The goal of this analysis was to explore the impacts of various weather events on population health (i.e. injuries and fatalities) and the economic consequences of weather events(i.e. property damage and crop damage). The data is from the U.S National Oceanic and Atmospheric Administration’s (NOAA) storm database, which tracks major storms and weather events in the United States.
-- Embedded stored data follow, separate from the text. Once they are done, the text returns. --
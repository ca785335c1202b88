//! Configuration validation.
//!
//! # Responsibilities
//! - Semantic validation (serde handles syntactic)
//! - Validate value ranges (retry bounds, breaker threshold, poll intervals)
//!
//! # Design Decisions
//! - Returns all validation errors, not just first
//! - Validation is pure function: WatchConfig → Result<(), Vec<ValidationError>>
//! - Runs before config is accepted into the system

use std::fmt;

use crate::config::schema::WatchConfig;

const MAX_RETRY_ATTEMPTS: u32 = 10;
const MIN_RETRY_DELAY_MS: u64 = 100;
const MAX_RETRY_DELAY_MS: u64 = 30_000;
const MIN_BREAKER_THRESHOLD: f64 = 0.1;
const MAX_BREAKER_THRESHOLD: f64 = 0.9;

/// A single semantic violation, naming the offending field.
#[derive(Debug, Clone, PartialEq)]
pub struct ValidationError {
    pub field: &'static str,
    pub message: String,
}

impl ValidationError {
    fn new(field: &'static str, message: impl Into<String>) -> Self {
        Self {
            field,
            message: message.into(),
        }
    }
}

impl fmt::Display for ValidationError {
    fn fmt(&self, f: &mut fmt::Formatter<'_>) -> fmt::Result {
        write!(f, "{}: {}", self.field, self.message)
    }
}

impl std::error::Error for ValidationError {}

/// Check every semantic constraint, collecting all violations.
pub fn validate_config(config: &WatchConfig) -> Result<(), Vec<ValidationError>> {
    let mut errors = Vec::new();

    if config.namespace.trim().is_empty() {
        errors.push(ValidationError::new("namespace", "must not be empty"));
    }

    let retry = &config.retry;
    if retry.max_attempts > MAX_RETRY_ATTEMPTS {
        errors.push(ValidationError::new(
            "retry.max_attempts",
            format!("must be at most {}, got {}", MAX_RETRY_ATTEMPTS, retry.max_attempts),
        ));
    }
    if !(MIN_RETRY_DELAY_MS..=MAX_RETRY_DELAY_MS).contains(&retry.base_delay_ms) {
        errors.push(ValidationError::new(
            "retry.base_delay_ms",
            format!(
                "must be between {} and {}, got {}",
                MIN_RETRY_DELAY_MS, MAX_RETRY_DELAY_MS, retry.base_delay_ms
            ),
        ));
    }
    if !retry.multiplier.is_finite() || retry.multiplier < 1.0 {
        errors.push(ValidationError::new(
            "retry.multiplier",
            format!("must be >= 1.0, got {}", retry.multiplier),
        ));
    }
    if retry.max_delay_ms < retry.base_delay_ms {
        errors.push(ValidationError::new(
            "retry.max_delay_ms",
            format!(
                "must be >= base_delay_ms ({}), got {}",
                retry.base_delay_ms, retry.max_delay_ms
            ),
        ));
    }

    let breaker = &config.circuit_breaker;
    if !(MIN_BREAKER_THRESHOLD..=MAX_BREAKER_THRESHOLD).contains(&breaker.threshold) {
        errors.push(ValidationError::new(
            "circuit_breaker.threshold",
            format!(
                "must be between {} and {}, got {}",
                MIN_BREAKER_THRESHOLD, MAX_BREAKER_THRESHOLD, breaker.threshold
            ),
        ));
    }
    if breaker.open_duration_secs == 0 {
        errors.push(ValidationError::new("circuit_breaker.open_duration_secs", "must be > 0"));
    }
    if breaker.half_open_max_probes == 0 {
        errors.push(ValidationError::new("circuit_breaker.half_open_max_probes", "must be >= 1"));
    }

    if config.watch.service_interval_secs == 0 {
        errors.push(ValidationError::new("watch.service_interval_secs", "must be >= 1"));
    }
    if config.watch.config_interval_secs == 0 {
        errors.push(ValidationError::new("watch.config_interval_secs", "must be >= 1"));
    }

    if errors.is_empty() {
        Ok(())
    } else {
        Err(errors)
    }
}

#[cfg(test)]
mod tests {
    use super::*;

    #[test]
    fn test_default_config_is_valid() {
        assert!(validate_config(&WatchConfig::default()).is_ok());
    }

    #[test]
    fn test_collects_all_errors() {
        let mut config = WatchConfig::default();
        config.namespace = " ".to_string();
        config.retry.max_attempts = 11;
        config.retry.multiplier = 0.5;
        config.circuit_breaker.threshold = 0.95;
        config.watch.config_interval_secs = 0;

        let errors = validate_config(&config).unwrap_err();
        let fields: Vec<_> = errors.iter().map(|e| e.field).collect();
        assert_eq!(
            fields,
            vec![
                "namespace",
                "retry.max_attempts",
                "retry.multiplier",
                "circuit_breaker.threshold",
                "watch.config_interval_secs",
            ]
        );
    }

    #[test]
    fn test_max_delay_below_base() {
        let mut config = WatchConfig::default();
        config.retry.base_delay_ms = 2000;
        config.retry.max_delay_ms = 1000;

        let errors = validate_config(&config).unwrap_err();
        assert_eq!(errors.len(), 1);
        assert_eq!(errors[0].field, "retry.max_delay_ms");
        assert!(errors[0].to_string().contains("base_delay_ms (2000)"));
    }
}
The data come in the form of a CSV file compressed via the bzip2 algorithm. The data are available here:
https://d396qusza40orc.cloudfront.net/repdata%2Fdata%2FStormData.csv.bz2
There is also documentation of the database where you can see how variables are defined:
https://d396qusza40orc.cloudfront.net/repdata%2Fpeer2_doc%2Fpd01016005curr.pdf
To complete the analysis, you must first set your working directory, download the file to the directory and read in the file (this will take a while, it is a large file).
#setwd()
storm_data <- read.csv("StormData.csv.bz2")
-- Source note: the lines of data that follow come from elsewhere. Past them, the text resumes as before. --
//! Control-plane client capabilities.
//!
//! # Responsibilities
//! - Define the two fetch operations the watch core consumes
//! - Keep transport concerns (protocol, TLS, per-call timeout) on the implementor's side
//!
//! # Design Decisions
//! - One small trait per capability, injected as `Arc<dyn …>` at construction
//! - Any returned error is treated as retryable unless `FetchError::is_retryable` says otherwise

use async_trait::async_trait;

use crate::control_plane::types::{ConfigSnapshot, FetchError, Instance};

/// Fetches the current instance set of a service.
#[async_trait]
pub trait InstanceFetcher: Send + Sync {
    async fn fetch_instances(&self, service: &str, namespace: &str) -> Result<Vec<Instance>, FetchError>;
}

/// Fetches the current content of a configuration file.
///
/// A missing file should be reported as `Ok(ConfigSnapshot::absent(..))`,
/// not as an error.
#[async_trait]
pub trait ConfigFetcher: Send + Sync {
    async fn fetch_config(
        &self,
        namespace: &str,
        group: &str,
        file_name: &str,
    ) -> Result<ConfigSnapshot, FetchError>;
}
Load the necessary R packages.
library(ggplot2)
library(dplyr)
According to the documentation, there are only 48 event types. However because of inconsistencies in database entry, there are closer to 1,000 event types. This means the event types need to be consolidated. The following does a major consolidation but ignores certain events that are not relevant to the analyses (for example, “AVALANCE” (sic)). First all of the events were made to uppercase for consistency, then the grep function was used to identify events and convert them to the event name given on the documentation sheet.
storm_data$EVTYPE <- toupper(storm_data$EVTYPE)
storm_data$EVTYPE[grep("ASTRONOMICAL", storm_data$EVTYPE)] <- "Astronomical Low Tide"
storm_data$EVTYPE[grep("AVALANCHE", storm_data$EVTYPE)] <- "Avalanche"
storm_data$EVTYPE[grep("BLIZZARD", storm_data$EVTYPE)] <- "Blizzard"
storm_data$EVTYPE[grep("COASTAL", storm_data$EVTYPE)] <- "Coastal Flood"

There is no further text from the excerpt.